→ Prompt: Set down each record exactly as written.

→ Supplied information:
☆ ☆ ☆
/// Result alias that carries the custom [`ClockError`] type.
pub type Result<T> = std::result::Result<T, ClockError>;

/// Common error type for the core crate.
///
/// Scheduling operations that are allowed to fail silently (bad intervals,
/// unknown tags, out-of-range buffer reads) never produce one of these.
#[derive(Debug, thiserror::Error)]
pub enum ClockError {
    /// Free-form failure with a readable message.
    #[error("{0}")]
    Message(String),
    /// Wrapper around standard IO errors (config files, thread spawning).
    #[error("{0}")]
    Io(#[from] std::io::Error),
    /// The configuration could not be parsed.
    #[error("invalid configuration: {0}")]
    Json(#[from] serde_json::Error),
    /// `start` was called on an engine whose loop thread is already alive.
    #[error("master clock is already running")]
    AlreadyRunning,
    /// Tempo values that cannot produce a positive division duration.
    #[error("invalid tempo: bpm={bpm}, beat divisions={beat_divisions}")]
    InvalidTempo { bpm: f64, beat_divisions: u32 },
}

impl ClockError {
    /// Creates a new error that simply wraps the provided message.
    pub fn msg<T: Into<String>>(msg: T) -> Self {
        Self::Message(msg.into())
    }
}

impl From<&str> for ClockError {
    fn from(value: &str) -> Self {
        Self::msg(value)
    }
}

impl From<String> for ClockError {
    fn from(value: String) -> Self {
        Self::Message(value)
    }
}

#[cfg(test)]
mod tests {
    use super::*;

    #[test]
    fn formats_tempo_errors() {
        let err = ClockError::InvalidTempo {
            bpm: -1.0,
            beat_divisions: 8,
        };
        let text = format!("{err}");
        assert!(text.contains("bpm=-1"));
        assert!(text.contains("beat divisions=8"));
    }

    #[test]
    fn converts_plain_messages() {
        let err: ClockError = "broken".into();
        assert_eq!(format!("{err}"), "broken");
    }
}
☆ ☆ ☆
→ Answer space:
/// Result alias that carries the custom [`ClockError`] type.
pub type Result<T> = std::result::Result<T, ClockError>;

/// Common error type for the core crate.
///
/// Scheduling operations that are allowed to fail silently (bad intervals,
/// unknown tags, out-of-range buffer reads) never produce one of these.
#[derive(Debug, thiserror::Error)]
pub enum ClockError {
    /// Free-form failure with a readable message.
    #[error("{0}")]
    Message(String),
    /// Wrapper around standard IO errors (config files, thread spawning).
    #[error("{0}")]
    Io(#[from] std::io::Error),
    /// The configuration could not be parsed.
    #[error("invalid configuration: {0}")]
    Json(#[from] serde_json::Error),
    /// `start` was called on an engine whose loop thread is already alive.
    #[error("master clock is already running")]
    AlreadyRunning,
    /// Tempo values that cannot produce a positive division duration.
    #[error("invalid tempo: bpm={bpm}, beat divisions={beat_divisions}")]
    InvalidTempo { bpm: f64, beat_divisions: u32 },
}

impl ClockError {
    /// Creates a new error that simply wraps the provided message.
    pub fn msg<T: Into<String>>(msg: T) -> Self {
        Self::Message(msg.into())
    }
}

impl From<&str> for ClockError {
    fn from(value: &str) -> Self {
        Self::msg(value)
    }
}

impl From<String> for ClockError {
    fn from(value: String) -> Self {
        Self::Message(value)
    }
}

#[cfg(test)]
mod tests {
    use super::*;

    #[test]
    fn formats_tempo_errors() {
        let err = ClockError::InvalidTempo {
            bpm: -1.0,
            beat_divisions: 8,
        };
        let text = format!("{err}");
        assert!(text.contains("bpm=-1"));
        assert!(text.contains("beat divisions=8"));
    }

    #[test]
    fn converts_plain_messages() {
        let err: ClockError = "broken".into();
        assert_eq!(format!("{err}"), "broken");
    }
}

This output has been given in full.